*** Opening of Task input ***

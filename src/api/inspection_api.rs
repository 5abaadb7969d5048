// ==========================================
// 过程质量控制台 - 在线检测 API
// ==========================================
// 职责: 操作员界面调用的业务接口
//   1. 控制项/特性/量具查询
//   2. 测量值提交与判定 (不落库)
//   3. 历史样本批量判定
// 架构: API 层 → Engine (判定) + Repository (数据源)
// ==========================================

use std::sync::Arc;

use chrono::NaiveDateTime;
use serde::{Deserialize, Serialize};
use uuid::Uuid;

use crate::api::error::{ApiError, ApiResult};
use crate::config::classifier_config_trait::ClassifierConfigReader;
use crate::config::config_manager::DEFAULT_HISTORY_HOURS;
use crate::domain::characteristic::{Characteristic, ControlItem, Device};
use crate::domain::limits::LimitSet;
use crate::domain::sample::SampleRange;
use crate::domain::types::{EvaluationReason, QualityStatus};
use crate::engine::classifier::{
    MeasurementClassifier, MeasurementEvaluation, StatusSummary, WarningBand,
};
use crate::i18n::t_with_args;
use crate::repository::data_source::QualityDataSource;

// ==========================================
// 响应结构
// ==========================================

/// 单次检测记录（提交即判定，不持久化）
#[derive(Debug, Clone, Serialize, Deserialize)]
pub struct InspectionRecord {
    pub inspection_id: String,
    pub characteristic_id: String,
    pub characteristic_name: String,
    pub operator: Option<String>,
    pub value: f64,
    pub status: QualityStatus,
    pub status_label: String,
    pub reason: EvaluationReason,
    pub limits: LimitSet,
    pub warning_band: WarningBand,
    pub inspected_at: NaiveDateTime,
}

/// 历史样本判定点
#[derive(Debug, Clone, Serialize, Deserialize)]
pub struct SamplePoint {
    pub sample_id: String,
    pub measured_at: NaiveDateTime,
    pub evaluation: MeasurementEvaluation,
}

/// 历史判定结果
#[derive(Debug, Clone, Serialize, Deserialize)]
pub struct HistoryEvaluation {
    pub characteristic: Characteristic,
    pub range: SampleRange,
    pub warning_band: WarningBand,
    pub points: Vec<SamplePoint>,
    pub summary: StatusSummary,
}

/// 控制项整体状态
#[derive(Debug, Clone, Serialize, Deserialize)]
pub struct ControlItemStatus {
    pub control_item_id: String,
    pub evaluations: Vec<(String, MeasurementEvaluation)>,
    pub summary: StatusSummary,
}

// ==========================================
// InspectionApi - 在线检测 API
// ==========================================
pub struct InspectionApi {
    data_source: Arc<dyn QualityDataSource>,
    classifier: MeasurementClassifier,
    default_history_hours: u32,
}

impl InspectionApi {
    /// 创建新的InspectionApi实例
    ///
    /// # 参数
    /// - data_source: 质量数据源
    /// - classifier: 判定引擎
    pub fn new(data_source: Arc<dyn QualityDataSource>, classifier: MeasurementClassifier) -> Self {
        Self {
            data_source,
            classifier,
            default_history_hours: DEFAULT_HISTORY_HOURS,
        }
    }

    /// 按配置创建（判定参数 + 默认回溯窗口）
    pub async fn from_config(
        data_source: Arc<dyn QualityDataSource>,
        reader: &dyn ClassifierConfigReader,
    ) -> ApiResult<Self> {
        let config = reader
            .load_classifier_config()
            .await
            .map_err(|e| ApiError::InternalError(format!("读取判定配置失败: {}", e)))?;
        let hours = reader
            .get_default_history_hours()
            .await
            .map_err(|e| ApiError::InternalError(format!("读取回溯窗口配置失败: {}", e)))?;

        let classifier = MeasurementClassifier::new(config)?;
        Ok(Self::new(data_source, classifier).with_default_history_hours(hours))
    }

    /// 设置历史判定默认回溯小时数
    pub fn with_default_history_hours(mut self, hours: u32) -> Self {
        self.default_history_hours = hours;
        self
    }

    pub fn classifier(&self) -> &MeasurementClassifier {
        &self.classifier
    }

    // ==========================================
    // 查询接口
    // ==========================================

    /// 查询全部控制项
    pub fn list_control_items(&self) -> ApiResult<Vec<ControlItem>> {
        Ok(self.data_source.fetch_control_items()?)
    }

    /// 查询控制项下的特性
    pub fn list_characteristics(&self, control_item_id: &str) -> ApiResult<Vec<Characteristic>> {
        let control_item_id = require_id("control_item_id", control_item_id)?;
        Ok(self.data_source.fetch_characteristics(control_item_id)?)
    }

    /// 查询全部量具
    pub fn list_devices(&self) -> ApiResult<Vec<Device>> {
        Ok(self.data_source.fetch_devices()?)
    }

    // ==========================================
    // 判定接口
    // ==========================================

    /// 提交测量值并判定
    ///
    /// # 参数
    /// - characteristic_id: 特性ID
    /// - value: 测量值
    /// - operator: 操作员（可选）
    ///
    /// # 返回
    /// - Ok(InspectionRecord): 判定结果（不持久化）
    /// - Err(InvalidInput): id 为空、测量值非有限、限值非法
    /// - Err(NotFound): 特性不存在
    pub fn submit_measurement(
        &self,
        characteristic_id: &str,
        value: f64,
        operator: Option<&str>,
    ) -> ApiResult<InspectionRecord> {
        let characteristic = self.load_characteristic(characteristic_id)?;
        let evaluation = self.classifier.evaluate(value, &characteristic.limits)?;

        if evaluation.status.requires_action() {
            tracing::warn!(
                characteristic_id = %characteristic.id,
                value,
                status = %evaluation.status,
                reason = %evaluation.reason,
                "测量值超限"
            );
        } else {
            tracing::info!(
                characteristic_id = %characteristic.id,
                value,
                status = %evaluation.status,
                "测量值已判定"
            );
        }

        Ok(InspectionRecord {
            inspection_id: Uuid::new_v4().to_string(),
            characteristic_id: characteristic.id.clone(),
            characteristic_name: characteristic.name.clone(),
            operator: operator
                .map(str::trim)
                .filter(|s| !s.is_empty())
                .map(str::to_string),
            value,
            status: evaluation.status,
            status_label: evaluation.status.label(),
            reason: evaluation.reason,
            warning_band: self.classifier.warning_band(&characteristic.limits),
            limits: characteristic.limits,
            inspected_at: chrono::Local::now().naive_local(),
        })
    }

    /// 历史样本批量判定
    ///
    /// # 参数
    /// - characteristic_id: 特性ID
    /// - range: 时间窗（None 时取最近 default_history_hours 小时）
    pub fn evaluate_history(
        &self,
        characteristic_id: &str,
        range: Option<SampleRange>,
    ) -> ApiResult<HistoryEvaluation> {
        let characteristic = self.load_characteristic(characteristic_id)?;
        let range = range.unwrap_or_else(|| {
            SampleRange::last_hours(chrono::Local::now().naive_local(), self.default_history_hours)
        });

        let samples = self.data_source.fetch_samples(&characteristic.id, &range)?;
        let values: Vec<f64> = samples.iter().map(|s| s.value).collect();
        let batch = self.classifier.evaluate_batch(&values, &characteristic.limits)?;

        let points = samples
            .into_iter()
            .zip(batch.evaluations)
            .map(|(sample, evaluation)| SamplePoint {
                sample_id: sample.sample_id,
                measured_at: sample.measured_at,
                evaluation,
            })
            .collect();

        tracing::info!(
            characteristic_id = %characteristic.id,
            total = batch.summary.total,
            worst = ?batch.summary.worst,
            "历史样本判定完成"
        );

        Ok(HistoryEvaluation {
            warning_band: self.classifier.warning_band(&characteristic.limits),
            characteristic,
            range,
            points,
            summary: batch.summary,
        })
    }

    /// 控制项整体判定（取各特性读数的最严重状态）
    ///
    /// # 参数
    /// - control_item_id: 控制项ID
    /// - readings: (特性ID, 测量值) 列表，特性必须属于该控制项
    pub fn control_item_status(
        &self,
        control_item_id: &str,
        readings: &[(&str, f64)],
    ) -> ApiResult<ControlItemStatus> {
        let control_item_id = require_id("control_item_id", control_item_id)?;
        let characteristics = self.data_source.fetch_characteristics(control_item_id)?;
        if characteristics.is_empty() {
            return Err(ApiError::NotFound(format!(
                "控制项(id={})不存在或未配置特性",
                control_item_id
            )));
        }

        let mut evaluations = Vec::with_capacity(readings.len());
        let mut summary = StatusSummary::default();
        for &(characteristic_id, value) in readings {
            let characteristic = characteristics
                .iter()
                .find(|c| c.id == characteristic_id)
                .ok_or_else(|| {
                    ApiError::InvalidInput(format!(
                        "特性{}不属于控制项{}",
                        characteristic_id, control_item_id
                    ))
                })?;
            let evaluation = self.classifier.evaluate(value, &characteristic.limits)?;
            summary.record(evaluation.status);
            evaluations.push((characteristic.id.clone(), evaluation));
        }

        Ok(ControlItemStatus {
            control_item_id: control_item_id.to_string(),
            evaluations,
            summary,
        })
    }

    // ==========================================
    // 内部方法
    // ==========================================

    fn load_characteristic(&self, characteristic_id: &str) -> ApiResult<Characteristic> {
        let characteristic_id = require_id("characteristic_id", characteristic_id)?;
        self.data_source
            .find_characteristic(characteristic_id)?
            .ok_or_else(|| {
                ApiError::NotFound(t_with_args(
                    "inspection.not_found",
                    &[("id", characteristic_id)],
                ))
            })
    }
}

/// 校验 id 非空，返回去除首尾空白后的值
fn require_id<'a>(field: &str, id: &'a str) -> ApiResult<&'a str> {
    let trimmed = id.trim();
    if trimmed.is_empty() {
        return Err(ApiError::InvalidInput(format!("{}不能为空", field)));
    }
    Ok(trimmed)
}

#[cfg(test)]
mod tests {
    use super::*;
    use crate::repository::memory_source::InMemoryDataSource;

    fn api() -> InspectionApi {
        let source = InMemoryDataSource::new().with_characteristic(Characteristic {
            id: "CH-TQ".to_string(),
            control_item_id: "CI-10".to_string(),
            name: "螺栓扭矩".to_string(),
            limits: LimitSet::new(45.0, 55.0, 46.0, 54.0, 50.0, "N·m"),
        });
        InspectionApi::new(Arc::new(source), MeasurementClassifier::with_defaults())
    }

    #[test]
    fn test_require_id_trims() {
        assert_eq!(require_id("x", "  CH-1 ").unwrap(), "CH-1");
        assert!(matches!(require_id("x", "   "), Err(ApiError::InvalidInput(_))));
    }

    #[test]
    fn test_submit_blank_operator_is_dropped() {
        let record = api().submit_measurement("CH-TQ", 50.0, Some("  ")).unwrap();
        assert_eq!(record.operator, None);
        assert_eq!(record.status, QualityStatus::Ok);
    }

    #[test]
    fn test_unknown_characteristic_message_names_id() {
        match api().submit_measurement("CH-404", 50.0, None) {
            Err(ApiError::NotFound(msg)) => assert!(msg.contains("CH-404")),
            other => panic!("unexpected result: {:?}", other),
        }
    }

    #[test]
    fn test_unknown_control_item() {
        let err = api().control_item_status("CI-404", &[]).unwrap_err();
        assert!(matches!(err, ApiError::NotFound(_)));
    }
}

*** Close of Task input ***

What you have to do: In the entries above, find each line that includes the string "EvaluationReason" and copy it.

Solved exercise:
use crate::domain::types::{EvaluationReason, QualityStatus};
    pub reason: EvaluationReason,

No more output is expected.